安西侯的情况不容再拖,夏静月目光凝重地从众多官员与侍卫中掠过,他们之中,谁是凶手?
凶手藏在其中,若是在夏静月医治的时候突然发难,到时别说救人了,说不定还得多死几个人。别忘了,这些毒箭有一支就有可能有两支、三支。
窦士疏的目光接触到夏静月的担忧,悲愤的思绪立即清醒了下来,马上组织起安西侯府的侍卫,先将众人的箭支强行没收掉,然后将他们驱逐到另一边。
这些官员自然不答应,其中有一些人的身份比安西侯还高,觉得窦士疏的行为冒犯了他们。
譬如定国公,他怒斥着窦士疏的行为:“窦世子,令尊中箭我们也深为悲痛,但你凭什么强行没收我们的箭,还把我们当成下人一般驱赶?就是你父亲还清醒着,也得对老夫毕恭毕敬,不敢如此猖狂行事!”
面对定国公的指责,还有其他官员的不满,窦士疏冷冷一笑,目中掠过一丝阴狠。他锵的一声抽出宝剑,寒光一闪,将一棵大树劈下,“谁若不退,当如此树!”
定国公等被窦士疏表现出来的强势震住了,眼前的窦士疏与往常那个游戏人间的安西侯世子仿若两人。他们只道窦士疏如君子社的那帮公子一样,只会吟吟诗,写写字,不曾想,虎父无犬子,这杀气丝毫不比安西侯弱多少。
定国公敢出言指责,正是以为窦士疏是个温文公子,这一变故,大大地出乎他的意料之外。
与安西侯私交不错的陈大人说道:“安西侯爷突然中箭,箭中又带毒,凶手是谁,我们谁都逃不了嫌疑。侯爷能救回来再好不过,若是有什么三长两短的,谁负责得起?不如就依窦世子所言,我们退开来一边,让夏女官安心救治。
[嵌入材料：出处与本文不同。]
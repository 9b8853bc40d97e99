//! Error types for the editing core

use pagecraft_model::{EntityId, EntityKind, ValidationIssue};
use thiserror::Error;

use crate::operations::OperationError;
use crate::persistence::PersistenceError;

#[derive(Error, Debug)]
pub enum EditorError {
    /// An operation addressed an entity the store does not hold. This is a
    /// stale reference between panels and is never silently ignored.
    #[error("unknown entity: {kind} {id}")]
    UnknownEntity { kind: EntityKind, id: EntityId },

    #[error("operation error: {0}")]
    Operation(#[from] OperationError),

    #[error("validation failed: {}", issue_summary(.0))]
    Validation(Vec<ValidationIssue>),

    #[error("persistence error: {0}")]
    Persistence(#[from] PersistenceError),

    #[error("unknown or already-consumed confirmation token")]
    UnknownToken,

    /// The session was torn down with `close`; no further operations are
    /// accepted on it.
    #[error("session is closed")]
    SessionClosed,
}

fn issue_summary(issues: &[ValidationIssue]) -> String {
    issues
        .iter()
        .map(ToString::to_string)
        .collect::<Vec<_>>()
        .join(", ")
}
”
说完,这位官员主动退到百步之外。
有了第一个后退的人,就有第二个,慢慢地,全部都退到百步之外。
窦士疏手一挥,众侍卫将夏静月与安西侯围成一圈,以人肉为盾,不令任何人打扰夏静月的救治,
“洪大人,那群野猪都冲往营地去了,我们不回去救驾吗?”同知李简大人焦急地望着营地的方向,提醒中军右都督洪大人说道。
洪都督虽然关心安西侯的情况,但皇帝明显比一个侯爷重要多了,马上向其他官员一抱拳,说道:“本将先去救驾了!”